In one of our very early posts here, we defined counter-terrorism review as “the retrospective consideration of counter-terrorism laws and measures to assess their lawfulness, propriety, impacts, effectiveness and appropriateness by reference to core principles of democracy, human rights and the rule of law”. Here we noted specifically that review would be retrospective (as opposed to authorising or prospective) and the kinds of principles we envisage should underpin it, but we did not dwell on the question of purpose.
Purpose has become quite important in our on-going work, especially as we have begun to (re)visit the reasons why we will argue counter-terrorism review is important. Those reasons are moving increasingly towards accountability, which might perhaps have been predicted, but what is interesting is the extent to which our desk research, our interviews (now over a dozen with key counter-terrorism actors and civil society), and our literature reviews across other disciplines are all now pointing towards accountability as a key concern. The challenge for us, then, is in identifying (a) what kinds of accountability deficits currently exist in terms of counter-terrorism, and (b) how counter-terrorism review—understood as we are approaching it—might help to address those (if at all).
Importantly, our focus here is on accountability for the creation and implementation of the vast and sprawling ‘system’ that counter-terrorism has become, and for measures that are introduced to add to (and potentially fragment or create internal inconsistencies in) that system, rather than on individualised accountability for the application of particular counter-terrorism powers.
Far from being temporary or exceptional, as much conventional scholarly and political wisdom might have suggested twenty or twenty-five years ago (although of course this was disputed), counter-terrorism is now a normalised mode of governing at domestic and, indeed, transnational levels. There are multiple forms and layers of counter-terrorism all operating at the same time, from primary legislation, regulations, circulars, operational protocols, road maps, action plans, strategies and policies to Security Council Regulations and EU Directives. Counter-terrorism is also sprawling; it extends into almost all fields of activity from aviation regulation to school governance and immigration control (which itself is a sprawling enterprise). Counter-terrorism is everywhere, but its scale and extent are such that it almost defies comprehensive cataloguing.
There is now a large, sprawling, multi-part, and effectively permanent ‘system’ of counter-terrorism operating in the UK, which calls into question the ability, in realistic terms, for the standard political structure to be sufficient in accountability terms. Indeed, the depth and pace of change that has brought about the counter-terrorism system has softened and evaded some the standard scrutiny that accompanies government measures. This matters because the political system is perhaps the quintessential accountability mechanism on which we tend to rely, so that we should be concerned if its capacity is limited by scale or subject-matter.

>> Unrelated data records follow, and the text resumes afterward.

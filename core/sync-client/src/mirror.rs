//! Client-side mirror of authoritative plugin state.
//!
//! The mirror is a cache, never a source of truth. It is fed by the initial
//! snapshot, push records, and action outcomes, all through [`StateMirror::set`].
//! Display filtering lives alongside it but never writes state.

use chrono::{DateTime, Utc};
use plugin_sync_protocol::{
    ActionFailure, EntitySnapshot, ErrorContext, PluginState, PushEvent, Severity,
};
use std::collections::{BTreeSet, HashMap};

/// Source tag recorded on error contexts built from action responses.
pub const SOURCE_RESPONSE: &str = "response";

/// Reads the last-known state from the view layer when the cache is cold.
/// The mirror only ever reads from it.
pub trait HydrationSource {
    fn last_known_state(&self, id: &str) -> Option<PluginState>;
}

#[derive(Debug, Clone, PartialEq, Eq)]
pub struct StateChange {
    pub id: String,
    pub from: Option<PluginState>,
    pub to: PluginState,
}

/// Display-only filter. Never feeds back into entity state.
#[derive(Debug, Clone, PartialEq, Eq)]
pub struct ClientFilterState {
    pub search_term: String,
    pub matched_ids: BTreeSet<String>,
    pub applied_at: DateTime<Utc>,
}

#[derive(Debug, Clone, Copy, PartialEq, Eq, Hash, PartialOrd, Ord)]
pub struct ListenerId(u64);

type Listener = Box<dyn FnMut(&StateChange)>;

#[derive(Default)]
pub struct StateMirror {
    states: HashMap<String, PluginState>,
    errors: HashMap<String, ErrorContext>,
    listeners: Vec<(ListenerId, Listener)>,
    next_listener: u64,
    hydration: Option<Box<dyn HydrationSource>>,
    filter: Option<ClientFilterState>,
}

impl StateMirror {
    pub fn new() -> Self {
        Self::default()
    }

    pub fn with_hydration(source: impl HydrationSource + 'static) -> Self {
        Self {
            hydration: Some(Box::new(source)),
            ..Self::default()
        }
    }

    /// Cached state, falling back to hydration. A hydrated value is cached
    /// without notifying listeners.
    pub fn get(&mut self, id: &str) -> Option<PluginState> {
        if let Some(state) = self.states.get(id) {
            return Some(*state);
        }
        let hydrated = self.hydration.as_ref()?.last_known_state(id)?;
        tracing::debug!(id, state = %hydrated, "Hydrated mirror entry");
        self.states.insert(id.to_string(), hydrated);
        Some(hydrated)
    }

    /// Overwrites the cached state and notifies every listener. Leaving
    /// `error` drops the mirrored error context for `id`.
    pub fn set(&mut self, id: &str, state: PluginState) {
        let from = self.states.insert(id.to_string(), state);
        if state != PluginState::Error {
            self.errors.remove(id);
        }
        let change = StateChange {
            id: id.to_string(),
            from,
            to: state,
        };
        for (_, listener) in self.listeners.iter_mut() {
            listener(&change);
        }
    }

    pub fn on_change(&mut self, listener: impl FnMut(&StateChange) + 'static) -> ListenerId {
        let id = ListenerId(self.next_listener);
        self.next_listener += 1;
        self.listeners.push((id, Box::new(listener)));
        id
    }

    pub fn unsubscribe(&mut self, id: ListenerId) -> bool {
        let before = self.listeners.len();
        self.listeners.retain(|(listener_id, _)| *listener_id != id);
        self.listeners.len() != before
    }

    pub fn error(&self, id: &str) -> Option<&ErrorContext> {
        self.errors.get(id)
    }

    /// Records `context` and moves the entry to `error`.
    pub fn set_error(&mut self, id: &str, context: ErrorContext) {
        self.errors.insert(id.to_string(), context);
        self.set(id, PluginState::Error);
    }

    pub fn set_error_from_response(&mut self, id: &str, failure: &ActionFailure) {
        self.set_error(id, error_context_from_failure(failure, Utc::now()));
    }

    /// Leaves `error` for `next`, dropping the mirrored context. Refuses to
    /// clear an error while staying in `error`.
    pub fn clear_error(&mut self, id: &str, next: PluginState) -> bool {
        if next == PluginState::Error {
            return false;
        }
        self.set(id, next);
        true
    }

    pub fn apply_snapshot(&mut self, entities: &[EntitySnapshot]) {
        for entity in entities {
            match &entity.error {
                Some(context) if entity.state == PluginState::Error => {
                    self.set_error(&entity.id, context.clone())
                }
                _ => self.set(&entity.id, entity.state),
            }
        }
    }

    /// Applies one push record. Hidden rows are updated like any other.
    pub fn apply_push(&mut self, event: &PushEvent) {
        match event {
            PushEvent::StateChanged { repository, to } => self.set(repository, *to),
            PushEvent::Heartbeat { .. } => {}
        }
    }

    pub fn ids(&self) -> Vec<String> {
        let mut ids: Vec<String> = self.states.keys().cloned().collect();
        ids.sort();
        ids
    }

    /// Recomputes matches against the ids mirrored right now. A blank term
    /// clears the filter.
    pub fn set_filter(&mut self, term: &str) -> Option<&ClientFilterState> {
        let term = term.trim();
        if term.is_empty() {
            self.clear_filter();
            return None;
        }
        let needle = term.to_lowercase();
        let matched_ids = self
            .states
            .keys()
            .filter(|id| id.to_lowercase().contains(&needle))
            .cloned()
            .collect();
        self.filter = Some(ClientFilterState {
            search_term: term.to_string(),
            matched_ids,
            applied_at: Utc::now(),
        });
        self.filter.as_ref()
    }

    pub fn clear_filter(&mut self) {
        self.filter = None;
    }

    pub fn filter(&self) -> Option<&ClientFilterState> {
        self.filter.as_ref()
    }

    pub fn is_visible(&self, id: &str) -> bool {
        match &self.filter {
            Some(filter) => filter.matched_ids.contains(id),
            None => true,
        }
    }
}

pub fn error_context_from_failure(failure: &ActionFailure, now: DateTime<Utc>) -> ErrorContext {
    ErrorContext {
        message: failure.message.clone(),
        source: SOURCE_RESPONSE.to_string(),
        kind: failure.kind,
        severity: if failure.recoverable {
            Severity::Warning
        } else {
            Severity::Error
        },
        recoverable: failure.recoverable,
        retry_count: failure.retry_count,
        retry_delay_seconds: failure.retry_delay_seconds,
        last_retry_at: (failure.retry_count > 0)
            .then(|| now.to_rfc3339_opts(chrono::SecondsFormat::Millis, true)),
        guidance: failure.guidance.clone(),
    }
}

In blunt terms, having sufficient knowledge of the whole system and how its different parts interact is a phenomenal challenge for anyone, not to mention an MP for whom this is only one of hundreds of issues. This is exacerbated by (or perhaps exacerbates) what two of us (Morgan and de Londras) argue in a forthcoming article in the King’s Law Journal is a kind of cross-party consensus around core repressive counter-terrorism commitments that calls into question political willingness to challenge the fundamentals of counter-terrorism in the UK. Thus, one purpose that counter-terrorism review potentially could have is to create a comprehensive, well-informed picture of counter-terrorism in order to map its scale and extent, identify inconsistencies within it, and empower the political system (and the polity) to demand and actualise accountability.
Thus, counter-terrorism review is not about replacing the standard political structures as an accountability mechanism; in the UK it will always be important, and often effective, in this respect. Indeed, as our research is increasingly showing, mechanisms such as affirmative resolutions for regulations and orders (which are quite common in counter-terrorism law, although the negative procedure is generally more common, which is interesting in itself), parliamentary debates and questions, and the work of (standing and ad hoc) parliamentary committees are themselves important forms of counter-terrorism review. However, other forms of review (such as civil society activity and reports, or the reports of statutory reviewers) can and should interact with those mechanisms to enhance and improve them by empowering politicians and political processes with fuller and better information.
This cannot necessarily address the second challenge here—which is that apparent cross-party consensus around counter-terrorism per se—and mind-set or willingness to change tack are important elements to effective counter-terrorism that we will return to in the future. But providing tools to get to grips with scale and complexity in order to equip politicians to undertake their accountability functions is an important purpose of counter-terrorism review.
One of the challenges in understanding counter-terrorism review is to identify the ways in which these forms of interaction and inter-mechanism enhancement already take place, what value they bring, and how they might be enhanced. Our work on this continues.